(Collection entries)
//! Serve command - run the dashboard web UI.

use colored::Colorize;
use jobdash::{Dashboard, Loader};

use crate::cli::{Preset, SourceArgs};
use crate::server::{app, state::AppState};

pub fn run(
    source: SourceArgs,
    preset: Preset,
    title: Option<String>,
    port: u16,
    no_open: bool,
    refresh: u64,
) -> Result<(), Box<dyn std::error::Error>> {
    // Built before the runtime starts; sheet clients block.
    let backend = source.backend()?;
    let location = backend.describe();

    let mut config = preset.config().with_refresh_secs(refresh);
    if let Some(title) = title {
        config = config.with_title(title);
    }

    let dashboard = Dashboard::new(config, Loader::from_boxed(backend));
    let state = AppState::new(dashboard);

    let url = format!("http://localhost:{}", port);
    println!();
    println!(
        "{} {}",
        "Starting dashboard at".cyan().bold(),
        url.white().bold()
    );
    println!();
    println!("  Source: {}", location);
    println!("  Preset: {}", preset);
    println!("  Refresh: every {}s", refresh);
    println!();
    println!("Press {} to stop the server", "Ctrl+C".yellow().bold());
    println!();

    if !no_open {
        if let Err(e) = open::that(&url) {
            eprintln!("{} Could not open browser: {}", "Warning:".yellow(), e);
        }
    }

    let runtime = tokio::runtime::Runtime::new()?;
    runtime.block_on(async {
        tokio::spawn(async {
            tokio::signal::ctrl_c().await.ok();
            println!();
            println!("{}", "Shutting down...".yellow());
            std::process::exit(0);
        });

        app::run_server(state, port).await
    })?;

    Ok(())
}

## Work item
All of the entries need to be reproduced exactly; please write them out.

## Exercise result
//! Serve command - run the dashboard web UI.

use colored::Colorize;
use jobdash::{Dashboard, Loader};

use crate::cli::{Preset, SourceArgs};
use crate::server::{app, state::AppState};

pub fn run(
    source: SourceArgs,
    preset: Preset,
    title: Option<String>,
    port: u16,
    no_open: bool,
    refresh: u64,
) -> Result<(), Box<dyn std::error::Error>> {
    // Built before the runtime starts; sheet clients block.
    let backend = source.backend()?;
    let location = backend.describe();

    let mut config = preset.config().with_refresh_secs(refresh);
    if let Some(title) = title {
        config = config.with_title(title);
    }

    let dashboard = Dashboard::new(config, Loader::from_boxed(backend));
    let state = AppState::new(dashboard);

    let url = format!("http://localhost:{}", port);
    println!();
    println!(
        "{} {}",
        "Starting dashboard at".cyan().bold(),
        url.white().bold()
    );
    println!();
    println!("  Source: {}", location);
    println!("  Preset: {}", preset);
    println!("  Refresh: every {}s", refresh);
    println!();
    println!("Press {} to stop the server", "Ctrl+C".yellow().bold());
    println!();

    if !no_open {
        if let Err(e) = open::that(&url) {
            eprintln!("{} Could not open browser: {}", "Warning:".yellow(), e);
        }
    }

    let runtime = tokio::runtime::Runtime::new()?;
    runtime.block_on(async {
        tokio::spawn(async {
            tokio::signal::ctrl_c().await.ok();
            println!();
            println!("{}", "Shutting down...".yellow());
            std::process::exit(0);
        });

        app::run_server(state, port).await
    })?;

    Ok(())
}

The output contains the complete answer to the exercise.